Sotheby’s doesn’t only sell mostly worthless digital links to overrated artwork. No, the auction specialists also sell dinosaurs. The newest dino on the block is ‘Apex’, an almost complete Stegosaurus fossil that has the distinction of being the largest fossil of its type ever discovered.
The Stegosaurus hasn’t been sitting idle, either. It was unearthed in Colorado on a dig in 2022 and 2023. At 3.3 metres high and about six metres long, it’s larger than ‘Sophie’, the specimen housed at the British Museum. But since it’s privately owned, spending time at auction is a completely normal thing for it to do.
Apex predator
You could own Apex, which comprises 247 bones mounted on a steel armature (and a few 3D-printed elements to complete the picture. All you have to do is turn up to the 17 July Sotheby’s auction in New York with Bruce Wayne’s wallet. You can probably call in, if your private jet is in for a service that day, but you’ve got to register to participate first.
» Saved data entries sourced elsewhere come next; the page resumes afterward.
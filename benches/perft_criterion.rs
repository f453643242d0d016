use std::hint::black_box;
use std::time::Duration;

use criterion::{criterion_group, criterion_main, BenchmarkId, Criterion, Throughput};

use plum_session::game_state::game_state::GameState;
use plum_session::move_generation::perft::{perft, perft_multi_threaded};

struct PerftCase {
    name: &'static str,
    fen: &'static str,
    depth: u8,
    nodes: usize,
}

const CASES: &[PerftCase] = &[
    PerftCase {
        name: "startpos",
        fen: "rnbqkbnr/pppppppp/8/8/8/8/PPPPPPPP/RNBQKBNR w KQkq - 0 1",
        depth: 3,
        nodes: 8_902,
    },
    PerftCase {
        name: "kiwipete",
        fen: "r3k2r/p1ppqpb1/bn2pnp1/3PN3/1p2P3/2N2Q1p/PPPBBPPP/R3K2R w KQkq - 0 1",
        depth: 2,
        nodes: 2_039,
    },
    PerftCase {
        name: "rook_endgame",
        fen: "8/2p5/3p4/KP5r/1R3p1k/8/4P1P1/8 w - - 0 1",
        depth: 3,
        nodes: 2_812,
    },
];

fn bench_perft(c: &mut Criterion) {
    let mut group = c.benchmark_group("perft");
    group.warm_up_time(Duration::from_secs(1));
    group.measurement_time(Duration::from_secs(3));
    group.sample_size(20);

    for case in CASES {
        let game = GameState::from_fen(case.fen).expect("benchmark FEN should parse");
        let counted = perft(&game, case.depth).expect("perft should run");
        assert_eq!(counted.nodes, case.nodes, "node mismatch for {}", case.name);

        group.throughput(Throughput::Elements(case.nodes as u64));
        group.bench_with_input(BenchmarkId::new("single", case.name), &game, |b, game| {
            b.iter(|| perft(black_box(game), black_box(case.depth)).expect("perft should run").nodes)
        });
        group.bench_with_input(BenchmarkId::new("threaded", case.name), &game, |b, game| {
            b.iter(|| {
                perft_multi_threaded(black_box(game), black_box(case.depth))
                    .expect("perft should run")
                    .nodes
            })
        });
    }

    group.finish();
}

criterion_group!(perft_benches, bench_perft);
criterion_main!(perft_benches);
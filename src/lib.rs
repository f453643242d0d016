//! Crate root module declarations for the Plum chess session controller.
//!
//! The bitboard rules engine (game state, attack tables, move generation)
//! sits underneath `rules`, which exposes it through the `ChessPosition`
//! contract. `session` is the match controller built on that contract, and
//! `console` is the terminal front-end the binary runs.

pub mod config;
pub mod errors;
pub mod logging;

pub mod game_state {
    pub mod chess_rules;
    pub mod chess_types;
    pub mod game_state;
}

pub mod moves {
    pub mod leaper_attacks;
    pub mod move_descriptions;
    pub mod slider_attacks;
}

pub mod move_generation {
    pub mod legal_move_apply;
    pub mod legal_move_checks;
    pub mod legal_move_generator;
    pub mod perft;
    pub mod pseudo_moves;
}

pub mod rules {
    pub mod draw_rules;
    pub mod position;
    pub mod san;
    pub mod standard;
    pub mod zobrist;
}

pub mod engines {
    pub mod engine_random;
    pub mod engine_trait;
}

pub mod session {
    pub mod clock;
    pub mod controller;
    pub mod draw;
    pub mod driver;
    pub mod highlights;
    pub mod notifications;
    pub mod outcome;
    pub mod pipeline;
    pub mod types;
}

pub mod console {
    pub mod console_loop;
}

pub mod utils {
    pub mod algebraic;
    pub mod fen_generator;
    pub mod fen_parser;
    pub mod long_algebraic;
    pub mod pgn;
    pub mod render_game_state;
}
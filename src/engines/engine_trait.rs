//! Move-selection strategy used for the non-human side of a match.
//!
//! The controller hands a mover the current legal moves and asks for one back;
//! the mover never sees or mutates session state.

use crate::errors::MoverError;
use crate::rules::position::{LegalMove, Move};

#[derive(Debug, Clone, Default, PartialEq, Eq)]
pub struct MoverOutput {
    /// `None` when the mover declines to move (e.g. no legal moves).
    pub best_move: Option<Move>,
    pub info_lines: Vec<String>,
}

#[derive(Debug, Clone, Copy, PartialEq, Eq)]
pub enum DrawResponse {
    Accept,
    Reject,
}

pub trait Mover: Send {
    fn name(&self) -> &str;

    /// Called when a fresh match starts.
    fn new_game(&mut self) {}

    fn choose_move(&mut self, legal_moves: &[LegalMove]) -> Result<MoverOutput, MoverError>;

    /// Answer to a draw offered by the human side.
    fn respond_to_draw(&mut self) -> DrawResponse {
        DrawResponse::Reject
    }
}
Apex is expected to fetch between $4 million and $6 million when it goes on sale alongside several as-yet unspecified natural history items. It’s not enough to have enough cash to make the man with the hammer smile, either. You’ll also need enough money for the insurance and then there’s shipping, which is on your own dime — or credit card, as it were. If you’ve got R120 million kicking around and a burning desire to own the largest Stegosaurus fossil on the planet (that we know about), you know where to be in July.
If ancient history isn’t your thing, there’s another Sotheby’s event you should watch. 2 July is the so-called Space Exploration auction. What it includes is murky for now, but it will comprise “historic artifacts from the Mercury, Gemini, and Apollo missions”. Sounds… astronomically expensive.